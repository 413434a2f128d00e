//! Lazy trajectory sampling (§4.5, §9 "Lazy trajectory pipeline").
//!
//! `TrajectorySampler` is the generic pull-style interpolator: given a
//! producer of `TrajectoryItem`s spaced `input_dt` apart, it yields a
//! smoothly interpolated sample at any accumulated time. The
//! playback-speed wrapper (`PlaybackSpeedProducer`) sits in front of it
//! as just another producer, exactly the way the reference
//! implementation nests one `SamplingHandler` inside another.

use servo_common::trajectory::TrajectoryItem;
use servo_common::{Error, Result};

use crate::dynamics::JointDynamics;

/// Pull-style producer of `TrajectoryItem`s. `None` signals the
/// underlying sequence is exhausted.
pub trait ItemSource {
    fn next_item(&mut self) -> Option<TrajectoryItem>;
}

impl<F: FnMut() -> Option<TrajectoryItem>> ItemSource for F {
    fn next_item(&mut self) -> Option<TrajectoryItem> {
        self()
    }
}

/// Interpolates between two cached neighbours of a lazily-pulled
/// producer at caller-driven time advance (§4.5, §3 "TrajectorySampler
/// state").
pub struct TrajectorySampler<S: ItemSource> {
    source: S,
    input_dt: f64,
    interpol_t: f64,
    n: TrajectoryItem,
    np1: TrajectoryItem,
    reached_end: bool,
}

impl<S: ItemSource> TrajectorySampler<S> {
    /// Construct a sampler, pulling the first two items from `source`
    /// to seed the interpolation window. `source` must yield at least
    /// one item; a single-item source holds at that item forever
    /// (`reached_end` is set immediately).
    pub fn new(mut source: S, input_dt: f64) -> Result<Self> {
        let n = source
            .next_item()
            .ok_or_else(|| Error::invariant("trajectory source yielded no items"))?;
        let (np1, reached_end) = match source.next_item() {
            Some(item) => (item, false),
            None => (n, true),
        };
        Ok(Self {
            source,
            input_dt,
            interpol_t: 0.0,
            n,
            np1,
            reached_end,
        })
    }

    /// Advance accumulated time by `dt`, pulling fresh items from the
    /// producer while `interpol_t` has crossed a full `input_dt` step
    /// (§4.1's `loadNew` window-slide, mirrored here on the host side).
    pub fn increment(&mut self, dt: f64) {
        if self.reached_end {
            return;
        }
        self.interpol_t += dt;
        while self.interpol_t > self.input_dt {
            self.interpol_t -= self.input_dt;
            self.n = self.np1;
            match self.source.next_item() {
                Some(item) => self.np1 = item,
                None => {
                    self.reached_end = true;
                    break;
                }
            }
        }
    }

    /// Linear interpolation between the two cached neighbours at phase
    /// `interpol_t / input_dt`, clamped to `[0, 1]` (§4.5).
    pub fn get_sample(&self) -> TrajectoryItem {
        let t = (self.interpol_t / self.input_dt).clamp(0.0, 1.0);
        TrajectoryItem::interpolate(&self.n, &self.np1, t)
    }

    /// One-shot flag set the cycle the inner producer first runs dry
    /// (§4.5 "End-of-stream").
    pub fn reached_end_of_trajectory(&self) -> bool {
        self.reached_end
    }
}

/// Wraps a base `TrajectoryItem` iterator, sub-sampling it at
/// `playback_speed` and recomputing feed-forward/PWM for the rescaled
/// velocity — the producer a `TrajectorySampler` is built over when
/// `playPath` is driven below realtime (§4.5).
///
/// `playback_speed` must be in `(0, 1.0]`; values above 1 would ask the
/// device-side `ReferenceInterpolator` to extrapolate faster than the
/// trajectory was planned for, which §4.5 explicitly rejects.
pub struct PlaybackSpeedProducer<I: Iterator<Item = TrajectoryItem>, D: JointDynamics> {
    base: I,
    dynamics: D,
    playback_speed: f64,
    playback_speed_t: f64,
    current: Option<TrajectoryItem>,
    next: Option<TrajectoryItem>,
}

impl<I: Iterator<Item = TrajectoryItem>, D: JointDynamics> PlaybackSpeedProducer<I, D> {
    pub fn new(mut base: I, dynamics: D, playback_speed: f64) -> Result<Self> {
        if playback_speed <= 0.0 || playback_speed > 1.0 {
            return Err(Error::invalid_argument(format!(
                "playback_speed must be in (0, 1.0], got {playback_speed}"
            )));
        }
        let current = base.next();
        let next = base.next();
        Ok(Self {
            base,
            dynamics,
            playback_speed,
            playback_speed_t: 0.0,
            current,
            next,
        })
    }
}

impl<I: Iterator<Item = TrajectoryItem>, D: JointDynamics> ItemSource
    for PlaybackSpeedProducer<I, D>
{
    fn next_item(&mut self) -> Option<TrajectoryItem> {
        let (current, next) = (self.current?, self.next?);

        let mut item = TrajectoryItem::interpolate(&current, &next, self.playback_speed_t);
        item.scale_velocity(self.playback_speed);
        self.dynamics.recalculate_feed_forward(&mut item);
        self.dynamics.recalc_pwm(&mut item);

        self.playback_speed_t += self.playback_speed;
        if self.playback_speed_t >= 1.0 {
            self.playback_speed_t -= 1.0;
            self.current = self.next;
            self.next = self.base.next();
        }

        Some(item)
    }
}

#[cfg(test)]
mod tests {
    use super::*;
    use crate::dynamics::IdentityDynamics;
    use servo_common::DOF;

    fn item(p: f64) -> TrajectoryItem {
        TrajectoryItem::at_rest([p; DOF])
    }

    #[test]
    fn rejects_playback_speed_above_one() {
        let base = vec![item(0.0), item(1.0)].into_iter();
        let result = PlaybackSpeedProducer::new(base, IdentityDynamics, 1.5);
        assert!(matches!(result, Err(Error::InvalidArgument(_))));
    }

    #[test]
    fn sampler_interpolates_linearly_between_two_points() {
        let mut points = vec![item(0.0), item(1.0)].into_iter();
        let source = move || points.next();
        let mut sampler = TrajectorySampler::new(source, 0.01).unwrap();

        sampler.increment(0.0048);
        let sample = sampler.get_sample();
        assert!((sample.p[0] - 0.48).abs() < 1e-9);
    }

    #[test]
    fn sampler_holds_last_sample_past_end_of_stream() {
        let mut points = vec![item(0.0), item(1.0)].into_iter();
        let source = move || points.next();
        let mut sampler = TrajectorySampler::new(source, 0.01).unwrap();

        for _ in 0..10 {
            sampler.increment(0.01);
        }

        assert!(sampler.reached_end_of_trajectory());
        let held = sampler.get_sample();
        sampler.increment(0.01);
        assert_eq!(sampler.get_sample(), held);
    }

    #[test]
    fn playback_speed_producer_slows_traversal() {
        let base = vec![item(0.0), item(1.0), item(2.0)].into_iter();
        let mut producer = PlaybackSpeedProducer::new(base, IdentityDynamics, 0.5).unwrap();

        // Each call reports the pre-advance phase, then steps by
        // `playback_speed`: half-speed playback takes two calls to
        // cross one base segment.
        let first = producer.next_item().unwrap();
        assert!((first.p[0] - 0.0).abs() < 1e-9);
        let second = producer.next_item().unwrap();
        assert!((second.p[0] - 0.5).abs() < 1e-9);
    }
}
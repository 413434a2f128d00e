//! The `Channel` abstraction and its two concrete transports (§6).
//!
//! # Module Structure
//!
//! - [`channel`] - [`channel::Channel`] trait, [`channel::Frame`], [`channel::ChannelError`]
//! - [`framing`] - length-prefixed, CRC-16 wire encoding shared by [`serial`]
//! - [`serial`] - [`serial::SerialChannel`], a real microcontroller over a serial port
//! - [`simulated`] - [`simulated::SimulatedChannel`], an in-process loopback pair
//! - [`opcode`] - wire opcode constants `JointCommunicator` interprets

pub mod channel;
pub mod framing;
pub mod opcode;
pub mod serial;
pub mod simulated;

pub use channel::{Channel, ChannelError, Frame};
pub use serial::SerialChannel;
pub use simulated::SimulatedChannel;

++++++++++

Repeat exactly the lines of the listing above, from the one with "TrajectoryItem::interpolate(&self.n, &self.np1, t)" down to the one with "JointDynamics> PlaybackSpeedProducer<I, D>"; both of those lines belong in the range.

        TrajectoryItem::interpolate(&self.n, &self.np1, t)
    }

    /// One-shot flag set the cycle the inner producer first runs dry
    /// (§4.5 "End-of-stream").
    pub fn reached_end_of_trajectory(&self) -> bool {
        self.reached_end
    }
}

/// Wraps a base `TrajectoryItem` iterator, sub-sampling it at
/// `playback_speed` and recomputing feed-forward/PWM for the rescaled
/// velocity — the producer a `TrajectorySampler` is built over when
/// `playPath` is driven below realtime (§4.5).
///
/// `playback_speed` must be in `(0, 1.0]`; values above 1 would ask the
/// device-side `ReferenceInterpolator` to extrapolate faster than the
/// trajectory was planned for, which §4.5 explicitly rejects.
pub struct PlaybackSpeedProducer<I: Iterator<Item = TrajectoryItem>, D: JointDynamics> {
    base: I,
    dynamics: D,
    playback_speed: f64,
    playback_speed_t: f64,
    current: Option<TrajectoryItem>,
    next: Option<TrajectoryItem>,
}

impl<I: Iterator<Item = TrajectoryItem>, D: JointDynamics> PlaybackSpeedProducer<I, D> {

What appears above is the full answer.